(Collected data entries)
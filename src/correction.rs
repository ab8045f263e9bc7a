//! The correction table: the years where the 33-year cycle and the equinox
//! disagree, packed one bit per year.
//!
//! Disagreements come in pairs. When the equinox drifts off the cycle it
//! cancels the leap day of a cycle-leap year Y and hands it to Y+1 instead,
//! so Y is flagged and the opposite flip of Y+1 is implied by the flag on
//! its predecessor. One bit per pair is exactly what the consumers probe:
//! `contains(year)` forces a year ordinary, `contains(year - 1)` forces it
//! leap.

use std::borrow::Cow;

use lazy_static::lazy_static;
use thiserror::Error;

use crate::equinox::EquinoxOracle;
use crate::error::RangeError;
use crate::persian::cycle_leap_year;

/// First Persian year covered by the built-in table.
pub const FIRST_YEAR: i32 = 1178;
/// Last Persian year covered by the built-in table.
pub const LAST_YEAR: i32 = 3000;

// Packed correction years for 1178..=3000: bit (year - 1178) % 8 of byte
// (year - 1178) / 8. Output of CorrectionTable::build against SolarOracle,
// never edited by hand; regenerate it whenever the range or the cycle
// rule's residue set changes.
static BUILTIN_BITS: [u8; 228] = [
    0x00, 0x00, 0x00, 0x00, 0x00, 0x00, 0x00, 0x00, //
    0x00, 0x00, 0x00, 0x00, 0x00, 0x00, 0x00, 0x00, //
    0x00, 0x00, 0x00, 0x00, 0x00, 0x00, 0x00, 0x00, //
    0x00, 0x00, 0x00, 0x00, 0x00, 0x00, 0x00, 0x00, //
    0x00, 0x00, 0x00, 0x00, 0x00, 0x00, 0x00, 0x00, //
    0x10, 0x00, 0x00, 0x00, 0x00, 0x00, 0x00, 0x00, //
    0x00, 0x00, 0x00, 0x00, 0x80, 0x00, 0x00, 0x00, //
    0x00, 0x01, 0x00, 0x00, 0x00, 0x02, 0x00, 0x00, //
    0x00, 0x04, 0x00, 0x00, 0x00, 0x08, 0x00, 0x00, //
    0x00, 0x10, 0x00, 0x00, 0x00, 0x20, 0x00, 0x00, //
    0x00, 0x40, 0x00, 0x00, 0x00, 0x80, 0x00, 0x00, //
    0x00, 0x00, 0x01, 0x00, 0x00, 0x00, 0x02, 0x00, //
    0x00, 0x00, 0x04, 0x00, 0x00, 0x00, 0x08, 0x00, //
    0x00, 0x00, 0x10, 0x00, 0x00, 0x00, 0x22, 0x00, //
    0x00, 0x00, 0x40, 0x00, 0x00, 0x00, 0x80, 0x00, //
    0x00, 0x00, 0x10, 0x01, 0x00, 0x00, 0x20, 0x02, //
    0x00, 0x00, 0x40, 0x04, 0x00, 0x00, 0x80, 0x08, //
    0x00, 0x00, 0x00, 0x11, 0x00, 0x00, 0x00, 0x22, //
    0x00, 0x00, 0x00, 0x44, 0x00, 0x00, 0x00, 0x88, //
    0x00, 0x00, 0x00, 0x10, 0x01, 0x00, 0x00, 0x20, //
    0x02, 0x00, 0x00, 0x40, 0x04, 0x00, 0x00, 0x80, //
    0x08, 0x00, 0x00, 0x00, 0x11, 0x00, 0x00, 0x00, //
    0x22, 0x00, 0x00, 0x00, 0x44, 0x00, 0x00, 0x00, //
    0x88, 0x00, 0x00, 0x00, 0x10, 0x01, 0x00, 0x00, //
    0x20, 0x02, 0x00, 0x00, 0x44, 0x04, 0x00, 0x00, //
    0x88, 0x08, 0x00, 0x00, 0x00, 0x11, 0x00, 0x00, //
    0x20, 0x22, 0x00, 0x00, 0x40, 0x44, 0x00, 0x00, //
    0x80, 0x88, 0x00, 0x00, 0x00, 0x11, 0x01, 0x00, //
    0x00, 0x22, 0x02, 0x00, //
];

lazy_static! {
    static ref BUILTIN: CorrectionTable =
        CorrectionTable::from_packed(FIRST_YEAR, LAST_YEAR, &BUILTIN_BITS[..]);
}

/// Immutable set of correction years with the bounds it is valid for.
/// The bounds and the bits always travel together; a table is never probed
/// against bounds it was not built with.
#[derive(Debug, Clone, PartialEq, Eq)]
pub struct CorrectionTable {
    first_year: i32,
    last_year: i32,
    bits: Cow<'static, [u8]>,
}

/// Failure of the offline table build.
#[derive(Error, Debug, Clone, Copy, PartialEq, Eq)]
pub enum BuildError {
    #[error(transparent)]
    Oracle(#[from] RangeError),
    /// The oracle disagreed with the cycle rule in a way one bit per pair
    /// cannot encode. Means the cycle rule itself no longer fits the range.
    #[error("year {year} disagrees with the 33-year cycle but is not part of a correction pair")]
    Unrepresentable { year: i32 },
}

impl CorrectionTable {
    fn packed_len(first_year: i32, last_year: i32) -> usize {
        ((last_year - first_year + 1) as usize + 7) / 8
    }

    /// Table from a previously built artifact. The byte length must match
    /// the bounds exactly; a mismatch means the bits and the bounds came
    /// from different builds and the table would be silently misaligned.
    pub fn from_packed(
        first_year: i32,
        last_year: i32,
        bits: impl Into<Cow<'static, [u8]>>,
    ) -> CorrectionTable {
        assert!(first_year <= last_year);
        let bits = bits.into();
        assert_eq!(
            bits.len(),
            Self::packed_len(first_year, last_year),
            "packed table length does not match the year bounds"
        );
        CorrectionTable {
            first_year,
            last_year,
            bits,
        }
    }

    /// The offline builder: compare the oracle against the cycle rule for
    /// every year of the range and flag the cancelled leap years. Needs the
    /// oracle to answer `first_year..=last_year + 1` (the leap status of
    /// the last year depends on the following New Year); a range the oracle
    /// cannot cover is an error, not a partial table.
    pub fn build<O: EquinoxOracle>(
        first_year: i32,
        last_year: i32,
        oracle: &O,
    ) -> Result<CorrectionTable, BuildError> {
        assert!(first_year <= last_year);
        let mut new_years = Vec::with_capacity((last_year - first_year + 2) as usize);
        for year in first_year..=last_year + 1 {
            new_years.push(oracle.vernal_equinox_new_year(year)?.get());
        }

        let mut bits = vec![0u8; Self::packed_len(first_year, last_year)];
        let mut previous_flagged = false;
        for year in first_year..=last_year {
            let index = (year - first_year) as usize;
            let astronomical = new_years[index + 1] - new_years[index] == 366;
            let rule = cycle_leap_year(year);
            if previous_flagged {
                // The implied second half of a pair: the leap day the flag
                // cancelled must reappear here.
                if !astronomical || rule {
                    return Err(BuildError::Unrepresentable { year });
                }
                previous_flagged = false;
            } else if astronomical != rule {
                if !rule {
                    // A leap year the cycle missed, with no flagged
                    // predecessor to imply it.
                    return Err(BuildError::Unrepresentable { year });
                }
                bits[index / 8] |= 1 << (index % 8);
                previous_flagged = true;
            }
        }
        Ok(CorrectionTable {
            first_year,
            last_year,
            bits: Cow::Owned(bits),
        })
    }

    /// The table shipped with the crate, covering [`FIRST_YEAR`]..=[`LAST_YEAR`].
    pub fn builtin() -> &'static CorrectionTable {
        &BUILTIN
    }

    /// O(1) bit probe. Years outside the bounds are never flagged.
    pub fn contains(&self, year: i32) -> bool {
        if year < self.first_year || year > self.last_year {
            return false;
        }
        let index = (year - self.first_year) as usize;
        self.bits[index / 8] & (1 << (index % 8)) != 0
    }

    pub fn first_year(&self) -> i32 {
        self.first_year
    }

    pub fn last_year(&self) -> i32 {
        self.last_year
    }

    pub fn packed_bytes(&self) -> &[u8] {
        &self.bits
    }
}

_EXERCISE INSTRUCTIONS_. Set down verbatim only the lines between the start of the data above and the line with "0x00, 0x00, 0x00, 0x10, 0x01, 0x00, 0x00, 0x20, //", both boundaries included.

_SOLUTION TO THE PROBLEM_.
filename src/correction.rs
repository ab8045f263e9bc7a
//! The correction table: the years where the 33-year cycle and the equinox
//! disagree, packed one bit per year.
//!
//! Disagreements come in pairs. When the equinox drifts off the cycle it
//! cancels the leap day of a cycle-leap year Y and hands it to Y+1 instead,
//! so Y is flagged and the opposite flip of Y+1 is implied by the flag on
//! its predecessor. One bit per pair is exactly what the consumers probe:
//! `contains(year)` forces a year ordinary, `contains(year - 1)` forces it
//! leap.

use std::borrow::Cow;

use lazy_static::lazy_static;
use thiserror::Error;

use crate::equinox::EquinoxOracle;
use crate::error::RangeError;
use crate::persian::cycle_leap_year;

/// First Persian year covered by the built-in table.
pub const FIRST_YEAR: i32 = 1178;
/// Last Persian year covered by the built-in table.
pub const LAST_YEAR: i32 = 3000;

// Packed correction years for 1178..=3000: bit (year - 1178) % 8 of byte
// (year - 1178) / 8. Output of CorrectionTable::build against SolarOracle,
// never edited by hand; regenerate it whenever the range or the cycle
// rule's residue set changes.
static BUILTIN_BITS: [u8; 228] = [
    0x00, 0x00, 0x00, 0x00, 0x00, 0x00, 0x00, 0x00, //
    0x00, 0x00, 0x00, 0x00, 0x00, 0x00, 0x00, 0x00, //
    0x00, 0x00, 0x00, 0x00, 0x00, 0x00, 0x00, 0x00, //
    0x00, 0x00, 0x00, 0x00, 0x00, 0x00, 0x00, 0x00, //
    0x00, 0x00, 0x00, 0x00, 0x00, 0x00, 0x00, 0x00, //
    0x10, 0x00, 0x00, 0x00, 0x00, 0x00, 0x00, 0x00, //
    0x00, 0x00, 0x00, 0x00, 0x80, 0x00, 0x00, 0x00, //
    0x00, 0x01, 0x00, 0x00, 0x00, 0x02, 0x00, 0x00, //
    0x00, 0x04, 0x00, 0x00, 0x00, 0x08, 0x00, 0x00, //
    0x00, 0x10, 0x00, 0x00, 0x00, 0x20, 0x00, 0x00, //
    0x00, 0x40, 0x00, 0x00, 0x00, 0x80, 0x00, 0x00, //
    0x00, 0x00, 0x01, 0x00, 0x00, 0x00, 0x02, 0x00, //
    0x00, 0x00, 0x04, 0x00, 0x00, 0x00, 0x08, 0x00, //
    0x00, 0x00, 0x10, 0x00, 0x00, 0x00, 0x22, 0x00, //
    0x00, 0x00, 0x40, 0x00, 0x00, 0x00, 0x80, 0x00, //
    0x00, 0x00, 0x10, 0x01, 0x00, 0x00, 0x20, 0x02, //
    0x00, 0x00, 0x40, 0x04, 0x00, 0x00, 0x80, 0x08, //
    0x00, 0x00, 0x00, 0x11, 0x00, 0x00, 0x00, 0x22, //
    0x00, 0x00, 0x00, 0x44, 0x00, 0x00, 0x00, 0x88, //
    0x00, 0x00, 0x00, 0x10, 0x01, 0x00, 0x00, 0x20, //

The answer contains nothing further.